Your assignment —
Each entry in the listing must be set down again word for word.
######
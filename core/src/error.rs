//! Error types for the iVvy client.
//!
//! # Design
//! Each concern gets its own enum. `ValidationError` never reaches the
//! network layer, `TransportError` comes out of a `Transport`, and `ApiError`
//! is what the pure `build_*` / `parse_*` layer of `Ivvy` reports. The
//! composed gateway operations (`ping`, `run`, `result`, list getters) log
//! these and collapse them into `bool` / `Option` / `BatchResult` values, so
//! callers of those operations never handle an error directly.

use thiserror::Error;

/// A domain object failed one or more business rules.
#[derive(Error, Debug, Clone, PartialEq, Eq)]
#[error("validation failed: {}", .messages.join("; "))]
pub struct ValidationError {
    pub messages: Vec<String>,
}

/// Failure to get any HTTP response at all.
#[derive(Error, Debug, Clone, PartialEq, Eq)]
pub enum TransportError {
    /// The request did not complete within the configured timeout.
    #[error("request timed out")]
    Timeout,

    /// Connection refused, DNS failure, TLS failure and the like.
    #[error("connection failed: {0}")]
    Connection(String),

    /// The response body could not be read.
    #[error("failed to read response body: {0}")]
    Body(String),
}

/// Errors reported by the `build_*` / `parse_*` halves of `Ivvy`.
#[derive(Error, Debug)]
pub enum ApiError {
    /// The server answered with a status other than the expected one.
    #[error("HTTP {status}: {body}")]
    HttpStatus { status: u16, body: String },

    /// The response body was not the JSON shape we expected.
    #[error("deserialization failed: {0}")]
    Deserialization(String),

    /// The request payload could not be serialized to JSON.
    #[error("serialization failed: {0}")]
    Serialization(String),

    /// A 200 body parsed fine but lacked a required field.
    #[error("response is missing `{0}`")]
    MissingField(&'static str),

    #[error(transparent)]
    Transport(#[from] TransportError),
}

/// Problems loading an `IvvyConfig` from the environment.
#[derive(Error, Debug)]
pub enum ConfigError {
    #[error("missing environment variable {0}")]
    Missing(&'static str),

    /// A variable is present but does not deserialize into its setting.
    #[error("failed to load configuration: {0}")]
    Load(#[from] ::config::ConfigError),
}
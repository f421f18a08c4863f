//! Executing `HttpRequest` values.
//!
//! # Design
//! `Ivvy` only ever talks to the network through `Transport`, which keeps the
//! gateway testable with canned `HttpResponse` values. Non-2xx statuses are
//! returned as responses; only failing to get a response at all is an error.

use std::time::Duration;

use crate::error::TransportError;
use crate::http::{HttpRequest, HttpResponse};

/// Performs one HTTP round-trip.
pub trait Transport {
    fn send(&self, request: &HttpRequest) -> Result<HttpResponse, TransportError>;
}

impl<T: Transport + ?Sized> Transport for &T {
    fn send(&self, request: &HttpRequest) -> Result<HttpResponse, TransportError> {
        (**self).send(request)
    }
}

/// Blocking transport backed by a `ureq::Agent`.
///
/// The agent pools connections across calls. A request that does not finish
/// within `timeout` fails with `TransportError::Timeout`.
#[derive(Clone)]
pub struct UreqTransport {
    agent: ureq::Agent,
}

impl std::fmt::Debug for UreqTransport {
    fn fmt(&self, f: &mut std::fmt::Formatter<'_>) -> std::fmt::Result {
        f.debug_struct("UreqTransport").finish_non_exhaustive()
    }
}

impl UreqTransport {
    pub fn new(timeout: Duration) -> Self {
        let agent = ureq::Agent::config_builder()
            .http_status_as_error(false)
            .timeout_global(Some(timeout))
            .build()
            .new_agent();
        Self { agent }
    }
}

impl Transport for UreqTransport {
    fn send(&self, request: &HttpRequest) -> Result<HttpResponse, TransportError> {
        let mut builder = self.agent.post(&request.url);
        for (name, value) in &request.headers {
            builder = builder.header(name.as_str(), value.as_str());
        }
        let result = builder.send(request.body.as_bytes());

        let mut response = result.map_err(map_ureq_error)?;
        let status = response.status().as_u16();
        let headers = response
            .headers()
            .iter()
            .filter_map(|(name, value)| {
                value
                    .to_str()
                    .ok()
                    .map(|v| (name.as_str().to_string(), v.to_string()))
            })
            .collect();
        let body = response
            .body_mut()
            .read_to_string()
            .map_err(|e| TransportError::Body(e.to_string()))?;

        Ok(HttpResponse {
            status,
            headers,
            body,
        })
    }
}

fn map_ureq_error(err: ureq::Error) -> TransportError {
    match err {
        ureq::Error::Timeout(_) => TransportError::Timeout,
        other => TransportError::Connection(other.to_string()),
    }
}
######
Solution to this exercise —
filename core/src/error.rs
//! Error types for the iVvy client.
//!
//! # Design
//! Each concern gets its own enum. `ValidationError` never reaches the
//! network layer, `TransportError` comes out of a `Transport`, and `ApiError`
//! is what the pure `build_*` / `parse_*` layer of `Ivvy` reports. The
//! composed gateway operations (`ping`, `run`, `result`, list getters) log
//! these and collapse them into `bool` / `Option` / `BatchResult` values, so
//! callers of those operations never handle an error directly.

use thiserror::Error;

/// A domain object failed one or more business rules.
#[derive(Error, Debug, Clone, PartialEq, Eq)]
#[error("validation failed: {}", .messages.join("; "))]
pub struct ValidationError {
    pub messages: Vec<String>,
}

/// Failure to get any HTTP response at all.
#[derive(Error, Debug, Clone, PartialEq, Eq)]
pub enum TransportError {
    /// The request did not complete within the configured timeout.
    #[error("request timed out")]
    Timeout,

    /// Connection refused, DNS failure, TLS failure and the like.
    #[error("connection failed: {0}")]
    Connection(String),

    /// The response body could not be read.
    #[error("failed to read response body: {0}")]
    Body(String),
}

/// Errors reported by the `build_*` / `parse_*` halves of `Ivvy`.
#[derive(Error, Debug)]
pub enum ApiError {
    /// The server answered with a status other than the expected one.
    #[error("HTTP {status}: {body}")]
    HttpStatus { status: u16, body: String },

    /// The response body was not the JSON shape we expected.
    #[error("deserialization failed: {0}")]
    Deserialization(String),

    /// The request payload could not be serialized to JSON.
    #[error("serialization failed: {0}")]
    Serialization(String),

    /// A 200 body parsed fine but lacked a required field.
    #[error("response is missing `{0}`")]
    MissingField(&'static str),

    #[error(transparent)]
    Transport(#[from] TransportError),
}

/// Problems loading an `IvvyConfig` from the environment.
#[derive(Error, Debug)]
pub enum ConfigError {
    #[error("missing environment variable {0}")]
    Missing(&'static str),

    /// A variable is present but does not deserialize into its setting.
    #[error("failed to load configuration: {0}")]
    Load(#[from] ::config::ConfigError),
}
repository f421f18a08c4863f
//! Executing `HttpRequest` values.
//!
//! # Design
//! `Ivvy` only ever talks to the network through `Transport`, which keeps the
//! gateway testable with canned `HttpResponse` values. Non-2xx statuses are
//! returned as responses; only failing to get a response at all is an error.

use std::time::Duration;

use crate::error::TransportError;
use crate::http::{HttpRequest, HttpResponse};

/// Performs one HTTP round-trip.
pub trait Transport {
    fn send(&self, request: &HttpRequest) -> Result<HttpResponse, TransportError>;
}

impl<T: Transport + ?Sized> Transport for &T {
    fn send(&self, request: &HttpRequest) -> Result<HttpResponse, TransportError> {
        (**self).send(request)
    }
}

/// Blocking transport backed by a `ureq::Agent`.
///
/// The agent pools connections across calls. A request that does not finish
/// within `timeout` fails with `TransportError::Timeout`.
#[derive(Clone)]
pub struct UreqTransport {
    agent: ureq::Agent,
}

impl std::fmt::Debug for UreqTransport {
    fn fmt(&self, f: &mut std::fmt::Formatter<'_>) -> std::fmt::Result {
        f.debug_struct("UreqTransport").finish_non_exhaustive()
    }
}

impl UreqTransport {
    pub fn new(timeout: Duration) -> Self {
        let agent = ureq::Agent::config_builder()
            .http_status_as_error(false)
            .timeout_global(Some(timeout))
            .build()
            .new_agent();
        Self { agent }
    }
}

impl Transport for UreqTransport {
    fn send(&self, request: &HttpRequest) -> Result<HttpResponse, TransportError> {
        let mut builder = self.agent.post(&request.url);
        for (name, value) in &request.headers {
            builder = builder.header(name.as_str(), value.as_str());
        }
        let result = builder.send(request.body.as_bytes());

        let mut response = result.map_err(map_ureq_error)?;
        let status = response.status().as_u16();
        let headers = response
            .headers()
            .iter()
            .filter_map(|(name, value)| {
                value
                    .to_str()
                    .ok()
                    .map(|v| (name.as_str().to_string(), v.to_string()))
            })
            .collect();
        let body = response
            .body_mut()
            .read_to_string()
            .map_err(|e| TransportError::Body(e.to_string()))?;

        Ok(HttpResponse {
            status,
            headers,
            body,
        })
    }
}

fn map_ureq_error(err: ureq::Error) -> TransportError {
    match err {
        ureq::Error::Timeout(_) => TransportError::Timeout,
        other => TransportError::Connection(other.to_string()),
    }
}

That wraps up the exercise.